*Collected data entries*:

* * *

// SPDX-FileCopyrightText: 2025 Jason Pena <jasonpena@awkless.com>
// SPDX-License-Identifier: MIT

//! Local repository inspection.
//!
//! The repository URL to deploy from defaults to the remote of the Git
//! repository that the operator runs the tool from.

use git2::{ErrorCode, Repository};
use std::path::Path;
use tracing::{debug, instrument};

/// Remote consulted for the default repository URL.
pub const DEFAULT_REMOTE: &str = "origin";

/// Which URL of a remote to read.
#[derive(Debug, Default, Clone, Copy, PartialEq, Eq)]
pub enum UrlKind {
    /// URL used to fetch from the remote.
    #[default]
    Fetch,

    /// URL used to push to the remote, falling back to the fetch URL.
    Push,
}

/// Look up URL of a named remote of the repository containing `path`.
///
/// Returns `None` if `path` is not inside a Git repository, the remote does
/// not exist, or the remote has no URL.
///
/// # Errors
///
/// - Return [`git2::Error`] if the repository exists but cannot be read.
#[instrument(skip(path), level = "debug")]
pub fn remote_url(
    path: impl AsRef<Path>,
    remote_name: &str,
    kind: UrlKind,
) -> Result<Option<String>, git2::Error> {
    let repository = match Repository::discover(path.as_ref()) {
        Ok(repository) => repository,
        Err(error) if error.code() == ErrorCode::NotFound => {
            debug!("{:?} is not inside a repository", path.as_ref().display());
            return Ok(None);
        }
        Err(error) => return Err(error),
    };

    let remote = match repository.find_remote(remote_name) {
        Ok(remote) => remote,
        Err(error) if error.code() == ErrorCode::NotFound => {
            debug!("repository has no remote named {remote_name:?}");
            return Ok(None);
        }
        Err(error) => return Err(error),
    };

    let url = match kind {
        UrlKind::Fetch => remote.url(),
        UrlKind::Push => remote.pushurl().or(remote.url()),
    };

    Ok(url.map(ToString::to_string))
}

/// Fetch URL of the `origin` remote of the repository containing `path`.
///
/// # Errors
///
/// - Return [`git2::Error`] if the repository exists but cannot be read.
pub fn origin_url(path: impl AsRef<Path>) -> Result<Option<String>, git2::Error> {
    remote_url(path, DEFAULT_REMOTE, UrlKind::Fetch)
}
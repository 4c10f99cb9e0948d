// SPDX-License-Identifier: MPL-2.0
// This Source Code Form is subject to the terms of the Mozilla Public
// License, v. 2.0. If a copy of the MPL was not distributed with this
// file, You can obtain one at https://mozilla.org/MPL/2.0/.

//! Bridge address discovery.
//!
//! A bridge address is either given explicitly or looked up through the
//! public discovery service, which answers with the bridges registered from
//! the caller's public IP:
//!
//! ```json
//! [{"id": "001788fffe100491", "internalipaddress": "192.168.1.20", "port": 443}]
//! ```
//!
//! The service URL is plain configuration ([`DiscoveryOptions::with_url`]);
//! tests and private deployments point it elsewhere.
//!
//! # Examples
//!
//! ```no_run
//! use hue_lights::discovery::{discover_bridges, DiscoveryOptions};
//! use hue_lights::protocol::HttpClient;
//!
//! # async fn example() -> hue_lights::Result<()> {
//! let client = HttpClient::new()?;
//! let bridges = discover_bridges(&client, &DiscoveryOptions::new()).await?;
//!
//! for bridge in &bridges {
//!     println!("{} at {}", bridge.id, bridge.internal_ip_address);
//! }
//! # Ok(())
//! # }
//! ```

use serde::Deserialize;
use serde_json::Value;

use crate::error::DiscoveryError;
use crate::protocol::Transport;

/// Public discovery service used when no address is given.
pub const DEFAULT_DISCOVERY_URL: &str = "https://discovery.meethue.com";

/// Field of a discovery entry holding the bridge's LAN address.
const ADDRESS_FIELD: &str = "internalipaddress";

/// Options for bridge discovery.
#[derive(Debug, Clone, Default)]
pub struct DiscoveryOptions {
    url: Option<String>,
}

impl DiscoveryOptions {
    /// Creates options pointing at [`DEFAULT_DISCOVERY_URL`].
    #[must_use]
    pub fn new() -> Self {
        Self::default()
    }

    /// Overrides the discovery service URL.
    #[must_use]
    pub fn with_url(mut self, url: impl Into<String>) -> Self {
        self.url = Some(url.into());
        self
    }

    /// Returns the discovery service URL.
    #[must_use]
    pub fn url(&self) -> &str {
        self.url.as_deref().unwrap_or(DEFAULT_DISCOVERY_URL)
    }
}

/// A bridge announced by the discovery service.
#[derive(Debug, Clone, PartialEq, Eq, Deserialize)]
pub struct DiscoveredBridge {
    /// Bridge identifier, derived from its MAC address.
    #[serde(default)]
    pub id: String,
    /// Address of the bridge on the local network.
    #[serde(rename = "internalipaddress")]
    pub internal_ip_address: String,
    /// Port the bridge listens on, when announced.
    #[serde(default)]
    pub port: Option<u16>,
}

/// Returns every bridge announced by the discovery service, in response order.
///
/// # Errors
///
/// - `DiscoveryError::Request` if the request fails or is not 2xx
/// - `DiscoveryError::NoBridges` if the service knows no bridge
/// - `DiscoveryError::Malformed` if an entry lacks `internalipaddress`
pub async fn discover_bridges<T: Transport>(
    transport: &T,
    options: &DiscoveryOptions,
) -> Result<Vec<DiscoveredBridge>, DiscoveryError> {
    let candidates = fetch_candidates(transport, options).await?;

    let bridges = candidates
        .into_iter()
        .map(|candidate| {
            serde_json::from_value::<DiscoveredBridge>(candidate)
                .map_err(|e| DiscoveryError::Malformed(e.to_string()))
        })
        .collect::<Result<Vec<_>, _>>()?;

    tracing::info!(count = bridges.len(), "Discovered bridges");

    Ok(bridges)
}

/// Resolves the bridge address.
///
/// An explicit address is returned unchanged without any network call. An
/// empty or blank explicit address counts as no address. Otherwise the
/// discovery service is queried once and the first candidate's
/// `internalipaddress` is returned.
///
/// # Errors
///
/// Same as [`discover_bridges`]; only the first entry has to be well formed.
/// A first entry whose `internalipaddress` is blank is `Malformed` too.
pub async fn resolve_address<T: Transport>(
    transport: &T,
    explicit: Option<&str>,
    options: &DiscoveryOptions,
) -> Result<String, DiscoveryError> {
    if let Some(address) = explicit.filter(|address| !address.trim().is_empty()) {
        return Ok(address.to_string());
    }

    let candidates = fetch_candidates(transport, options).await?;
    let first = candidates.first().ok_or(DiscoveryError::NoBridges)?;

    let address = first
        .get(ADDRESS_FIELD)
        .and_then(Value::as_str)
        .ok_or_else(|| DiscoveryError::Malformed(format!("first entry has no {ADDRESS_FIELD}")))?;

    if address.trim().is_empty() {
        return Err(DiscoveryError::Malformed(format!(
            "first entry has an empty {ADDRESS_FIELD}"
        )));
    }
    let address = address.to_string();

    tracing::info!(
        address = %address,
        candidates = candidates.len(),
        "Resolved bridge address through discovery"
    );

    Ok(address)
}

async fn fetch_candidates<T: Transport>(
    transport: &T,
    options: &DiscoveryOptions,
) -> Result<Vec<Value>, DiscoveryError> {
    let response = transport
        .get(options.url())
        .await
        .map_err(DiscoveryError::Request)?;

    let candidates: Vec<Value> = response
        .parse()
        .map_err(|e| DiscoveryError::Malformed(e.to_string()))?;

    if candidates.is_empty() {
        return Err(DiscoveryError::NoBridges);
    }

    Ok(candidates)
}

* * *

*Your instructions*:
Only lines with the word "containing" are wanted, so copy each one from the records.

*Written solution*:
/// Look up URL of a named remote of the repository containing `path`.
/// Fetch URL of the `origin` remote of the repository containing `path`.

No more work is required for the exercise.